I'll try and get some photos for the website.


As the current exhibition is quite short and we're aiming to coincide with the Borough in Bloom festival, I've started organising the new exhibition and e-mailing all the artists to obtain the images for the website! Yep. Start again.


Tomorrow is going to be very busy; I'm receiving some very exciting work from Anne in Australia which is going to be the highlight of my day. I'm also in communication with a fantastic Lithuanian artist who is looking for representation in the UK. His work looks wonderful - even online. It seems to have resonance with Van Gogh's brush strokes, but without the madness which I think can be read into VVG's work. Let's see - they will organise delivery soon.


The next exhibition will be very mixed again which seemed to work well last time. There is a plethora of artists contacting me - not all of them a pleasure to deal with. One woman who wants us to show her father's work turned up at the gallery last week to request that I go to her house there and then to view the work. Not Possible! I arranged a meeting and she was rather ratty about it. On the arranged date, another artist turned up rather earlier than expected so I called to say I would be delayed and yet again she launched into me. I mentioned that I partly work with artists that I can get on with - there is no reason for our dealings to be stressful. We called later to rearrange the meeting which she accepted then later she dropped a letter saying that she had changed her mind and insulting me and the gallery in several ways that I shall not repeat. It is always the ones with the mediocre work that are difficult to deal with. Best avoided at all costs. I suppose this is rule no. 5.

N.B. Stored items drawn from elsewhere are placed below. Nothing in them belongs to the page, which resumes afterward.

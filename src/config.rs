//! Configuration management for the G-code translator.
//!
//! Handles:
//! - Command-line argument parsing
//! - Optional TOML config file (explicit, project-local or per-user)
//! - Resolution of input and output paths

use anyhow::{Context, Result};
use clap::Parser;
use serde::Deserialize;
use std::path::{Path, PathBuf};

use crate::dialect::{Dialect, StageSettings};
use crate::translate::TranslateOptions;

/// Project-local config file name
pub const PROJECT_CONFIG_FILE: &str = ".gcode-translate.toml";

/// Command-line arguments for the translator
#[derive(Debug, Parser)]
#[command(name = "gcode-translate")]
#[command(about = "Translate slicer G-code into micro-fab printer or motion-stage programs")]
#[command(version)]
pub struct Args {
    /// Source file name, looked up in the input directory
    #[arg(
        short,
        long,
        default_value = "structure",
        help = "G-code file to read (the .gcode extension is optional)"
    )]
    pub filename: String,

    /// Output dialect selector
    #[arg(
        short = 't',
        long = "type",
        help = "Output type: 0) micro-fab printer, 1) motion stage"
    )]
    pub output_type: Option<u8>,

    /// Reverse the generated program
    #[arg(short, long, help = "Invert the model (reverse output line order)")]
    pub invert_model: bool,

    #[arg(long, help = "Directory containing source G-code files")]
    pub input_dir: Option<PathBuf>,

    #[arg(long, help = "Directory for generated files")]
    pub output_dir: Option<PathBuf>,

    #[arg(short, long, help = "Explicit output file, bypassing the naming convention")]
    pub output: Option<PathBuf>,

    #[arg(long, help = "Config file (defaults to ./.gcode-translate.toml)")]
    pub config: Option<PathBuf>,

    #[arg(
        long,
        default_value = "info",
        help = "Log level (trace, debug, info, warn, error)"
    )]
    pub log_level: String,
}

/// Contents of a TOML config file
#[derive(Debug, Clone, Default, PartialEq, Deserialize)]
#[serde(default, deny_unknown_fields)]
pub struct FileConfig {
    pub translate: TranslateSection,
    pub paths: PathsSection,
    pub stage: StageSettings,
}

#[derive(Debug, Clone, Default, PartialEq, Deserialize)]
#[serde(default, deny_unknown_fields)]
pub struct TranslateSection {
    pub dialect: Option<u8>,
    pub invert: Option<bool>,
}

#[derive(Debug, Clone, Default, PartialEq, Deserialize)]
#[serde(default, deny_unknown_fields)]
pub struct PathsSection {
    pub input_dir: Option<PathBuf>,
    pub output_dir: Option<PathBuf>,
}

impl FileConfig {
    /// Load a config file
    pub fn load(path: &Path) -> Result<Self> {
        let content = std::fs::read_to_string(path)
            .with_context(|| format!("Failed to read config file {}", path.display()))?;
        Self::parse(&content)
            .with_context(|| format!("Invalid config file {}", path.display()))
    }

    pub fn parse(content: &str) -> Result<Self> {
        Ok(toml::from_str(content)?)
    }

    /// Find the config file to use
    ///
    /// An explicit path must exist. Otherwise the project-local file and
    /// then the per-user file are tried; if neither exists the defaults apply.
    pub fn discover(explicit: Option<&Path>) -> Result<Self> {
        if let Some(path) = explicit {
            return Self::load(path);
        }

        let mut candidates = vec![PathBuf::from(PROJECT_CONFIG_FILE)];
        if let Some(config_dir) = dirs::config_dir() {
            candidates.push(config_dir.join("gcode-translate").join("config.toml"));
        }

        for candidate in candidates {
            if candidate.is_file() {
                log::debug!("Using config file {}", candidate.display());
                return Self::load(&candidate);
            }
        }

        Ok(Self::default())
    }
}

/// Combined configuration from all sources
#[derive(Debug, Clone)]
pub struct Config {
    /// Source name without the .gcode extension
    pub source_name: String,
    pub input_dir: PathBuf,
    pub output_dir: PathBuf,
    /// Explicit output file
    pub output: Option<PathBuf>,
    pub options: TranslateOptions,
    pub log_level: String,
}

impl Config {
    /// Create configuration from command-line arguments and config files
    pub fn from_args_and_env() -> Result<Self> {
        Self::from_args(Args::parse())
    }

    /// Create configuration from explicit arguments, discovering the config file
    pub fn from_args(args: Args) -> Result<Self> {
        let file = FileConfig::discover(args.config.as_deref())?;
        Self::from_parts(args, file)
    }

    /// Merge arguments over a loaded config file (useful for testing)
    ///
    /// Fails before anything is read if the dialect selector is invalid.
    pub fn from_parts(args: Args, file: FileConfig) -> Result<Self> {
        let selector = args
            .output_type
            .or(file.translate.dialect)
            .unwrap_or(Dialect::default().selector());
        let dialect = Dialect::try_from(selector)?;

        let invert = args.invert_model || file.translate.invert.unwrap_or(false);

        let source_name = args
            .filename
            .strip_suffix(".gcode")
            .unwrap_or(args.filename.as_str())
            .to_string();

        Ok(Config {
            source_name,
            input_dir: args
                .input_dir
                .or(file.paths.input_dir)
                .unwrap_or_else(|| PathBuf::from("gcode")),
            output_dir: args
                .output_dir
                .or(file.paths.output_dir)
                .unwrap_or_else(|| PathBuf::from("generated")),
            output: args.output,
            options: TranslateOptions {
                dialect,
                invert,
                stage: file.stage,
            },
            log_level: args.log_level,
        })
    }

    /// File the source G-code is read from
    pub fn input_path(&self) -> PathBuf {
        self.input_dir.join(format!("{}.gcode", self.source_name))
    }

    /// File the translation is written to
    pub fn output_path(&self) -> PathBuf {
        match &self.output {
            Some(path) => path.clone(),
            None => self.output_dir.join(format!(
                "{}{}",
                self.source_name,
                self.options.dialect.output_suffix()
            )),
        }
    }
}

#[cfg(test)]
mod tests {
    use super::*;

    fn args(argv: &[&str]) -> Args {
        let mut full = vec!["gcode-translate"];
        full.extend_from_slice(argv);
        Args::parse_from(full)
    }

    #[test]
    fn test_defaults() {
        let config = Config::from_parts(args(&[]), FileConfig::default()).unwrap();

        assert_eq!(config.source_name, "structure");
        assert_eq!(config.options.dialect, Dialect::MicroFab);
        assert!(!config.options.invert);
        assert_eq!(config.input_path(), PathBuf::from("gcode/structure.gcode"));
        assert_eq!(
            config.output_path(),
            PathBuf::from("generated/structure_2PP.gcode")
        );
        assert_eq!(config.log_level, "info");
    }

    #[test]
    fn test_stage_naming_and_extension_strip() {
        let config =
            Config::from_parts(args(&["-f", "cube.gcode", "-t", "1"]), FileConfig::default())
                .unwrap();

        assert_eq!(config.source_name, "cube");
        assert_eq!(config.options.dialect, Dialect::MotionStage);
        assert_eq!(config.output_path(), PathBuf::from("generated/cube_AE.txt"));
    }

    #[test]
    fn test_invalid_type_rejected() {
        let err = Config::from_parts(args(&["-t", "2"]), FileConfig::default()).unwrap_err();
        assert!(err.to_string().contains("output type 2 not defined"));
    }

    #[test]
    fn test_cli_overrides_file() {
        let file = FileConfig::parse(
            r#"
            [translate]
            dialect = 1
            invert = true

            [paths]
            output_dir = "out"
            "#,
        )
        .unwrap();

        let config = Config::from_parts(args(&["-t", "0"]), file).unwrap();

        assert_eq!(config.options.dialect, Dialect::MicroFab);
        assert!(config.options.invert);
        assert_eq!(config.output_dir, PathBuf::from("out"));
    }

    #[test]
    fn test_stage_section() {
        let file = FileConfig::parse(
            r#"
            [stage]
            velocity = 3.0
            feed = "0.5"
            "#,
        )
        .unwrap();

        assert_eq!(file.stage.velocity, 3.0);
        assert_eq!(file.stage.feed, "0.5");
        assert_eq!(file.stage.scale, 0.01);
    }

    #[test]
    fn test_unknown_key_rejected() {
        assert!(FileConfig::parse("[translate]\nspeed = 4\n").is_err());
    }

    #[test]
    fn test_explicit_config_must_exist() {
        let result = FileConfig::discover(Some(Path::new("does/not/exist.toml")));
        assert!(result.is_err());
    }
}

Another interesting issue that's arisen is discounts. So we manage to make a sale in this economic climate, split the price with artist as we should and then we get enquiries into the discount. It's 50/50 that's it. I am starting to consider taking all the gallery costs - invitations, website, wine, glasses hire, organistion, assistance, rent, rates, heating, lighting, repainting the walls, storing packaging cleaning etc. and splitting the cost among each exhibiting artist instead of charging commission, which is far more risky as business plans go. As a student I used to think "...oh, those greedy art galleries" then you climb onto the other side and its a completely different story! Having said that, one of the sculptors I like working with did put forward a reasonable argument - they have to pay so much for the materials that a discount on their profit makes the work a non fee paying exercise. I need to set up a different agreement for sculptors - it does seem fair. Material costs are quite expensive especially for the bronzes and bronze resins.


So yesterday was slightly frustrating, but today was better and tomorrow better still. I'm excited about meeting Liz Knutt - quite renowned and a beautiful artist.

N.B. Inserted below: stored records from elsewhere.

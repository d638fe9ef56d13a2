//! Motion-stage dialect
//!
//! Every movement becomes a scaled `LINEAR` block followed by a digital
//! output write that switches the laser. Z is not emitted.

use serde::Deserialize;

use super::{Dialect, DialectFormatter, Formatted};
use crate::parser::{Command, CommandKind};
use crate::state::{Axis, PositionState};

/// Tunables of the generated stage program
#[derive(Debug, Clone, PartialEq, Deserialize)]
#[serde(default, deny_unknown_fields)]
pub struct StageSettings {
    /// Initial value of `$VEL`
    pub velocity: f64,
    /// Initial value of `$SCALE`
    pub scale: f64,
    /// Feed clause of every `LINEAR`, multiplied by `$VEL`
    pub feed: String,
    /// Dwell after each move, in seconds
    pub settle_dwell: String,
    /// Dwell after each digital output write, in seconds
    pub signal_dwell: String,
}

impl Default for StageSettings {
    fn default() -> Self {
        Self {
            velocity: 1.0,
            scale: 0.01,
            feed: "0.200".to_string(),
            settle_dwell: "0.01".to_string(),
            signal_dwell: "0.200".to_string(),
        }
    }
}

#[derive(Debug, Clone, Default)]
pub struct MotionStage {
    settings: StageSettings,
}

impl MotionStage {
    pub fn new(settings: StageSettings) -> Self {
        Self { settings }
    }

    /// Digital output write followed by its dwell
    fn signal(&self, value: &str) -> String {
        format!(
            "$DO[0].X={}\nDWELL {}",
            value, self.settings.signal_dwell
        )
    }

    fn format_move(&self, command: &Command, state: &mut PositionState) -> Formatted {
        // The digit after the command letter doubles as the laser signal:
        // G0 travels dark, G1 writes.
        let Some(signal) = command.code().chars().next() else {
            return Formatted::Invalid(format!(
                "command '{}' has no code to use as the output signal",
                command.name()
            ));
        };

        let mut linear = String::from("LINEAR");
        for axis in [Axis::X, Axis::Y] {
            let letter = axis.letter();
            let value = state.resolve(axis, command.tokens.attribute(letter));
            linear.push_str(&format!(" {}{}*$SCALE", letter, value));
        }
        linear.push_str(&format!(" F{}*$VEL", self.settings.feed));

        Formatted::Output(format!(
            "{}\nDWELL {}\n{}",
            linear,
            self.settings.settle_dwell,
            self.signal(&signal.to_string())
        ))
    }

    fn format_machine(&self, command: &Command, state: &mut PositionState) -> Formatted {
        match command.name() {
            "M3" => {
                state.run = 1;
                Formatted::Output(self.signal("1"))
            }
            "M5" => {
                state.run = 0;
                Formatted::Output(self.signal("0"))
            }
            _ => Formatted::Unrecognized,
        }
    }
}

impl DialectFormatter for MotionStage {
    fn dialect(&self) -> Dialect {
        Dialect::MotionStage
    }

    fn preamble(&self) -> String {
        format!(
            "'Automatically generated aerotech stage code\n\
             DVAR $VEL\n\
             DVAR $SCALE\n\
             \n\
             ABSOLUTE\n\
             POSOFFSET SET X0 Y0\n\
             \n\
             \n\
             $VEL = {}\n\
             $SCALE = {}\n\
             \n",
            self.settings.velocity, self.settings.scale
        )
    }

    fn format(&self, command: &Command, state: &mut PositionState) -> Formatted {
        match command.kind {
            CommandKind::ModeDeclaration => Formatted::Dropped,
            CommandKind::Machine => self.format_machine(command, state),
            CommandKind::Home | CommandKind::Motion => self.format_move(command, state),
            CommandKind::ToolSelect | CommandKind::Unknown | CommandKind::Empty => {
                Formatted::Unrecognized
            }
        }
    }
}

Yep. Website still uploading. Now its saying 48 minutes...... so perhaps for some photos of the current work. This image is Jon Adams work which is so wondeful in the flesh its mesmeric. He mixes his own paints which is very rare these days, but it explains the very lush colours - particularly blues and reds - that he gets. They really are unique.
I think I need to cancel the upload - it is now saying 55 minutes. I need to go home. I have another late night tomorrow and a very busy day ahead.

Sunday 26 April 2009

Fragile Landscape - our third exhibition

New rule no. 3 - don't speak to anyone, don't answer the phone and don't open the doors to the gallery during change of exhibition week.  It will, simply, drive you mad.  

The number of people who call to offer us IT services, accounting services, alarm systems, insurances and changes to our energy supply is just ridiculous.  Why anyone would bother I don't know - if I wanted any of these services I would simply find them for myself.  That is why God invented Google!.  The man from the accounting company asked to speak to Sam Kamleh, when I said that Sam was not available and we already had an accountant we were happy with, he said "....but I have already spoken to Mr Sam and he said he was interested".  Caught out the little so and so.  Perhaps it isn't fair to pretend to be my own Secretary, but serves the sexist toads right for presuming that if you're a woman you must be the totty and not the top dog! 

I've become quite sharp with them which I don't like to do because of my brother in law who does a similar job.  Hey ho.  Someone has to take the stress and its best that the phone sales people do - why pay for a therapist when you can be cured on their phone bill? 

Now to the Fragile Landscape exhibition.  The private view was great and very busy, I'm delighted to report.  I always see it as a nice social evening and was delighted that we had some sales on the night.  Martin Goold's work sold very well and so did Alistair Tucker's.   

Sue Knight's exquisite Fragile Landscapes paintings are just wonderful and look amazing in the space.  Combined with Miles Bodimeade's Lycanthropy sculptures the gallery looked like it had been lifted from Cork Street (in its hay day).  Teddington IS the new Cork Street!
  
There is such a high standard of work in this exhibition that it really does set the tone for the gallery's future.  Suchi Chidambaram had painted two new paintings especially for this exhibition and they are wonderful.  Others had been on show at The Royal Academy Summer Show 2007.   I'm delighted with all the work and rather honoured that these wonderful emerging and established artists want to exhibit at the architect's gallery.  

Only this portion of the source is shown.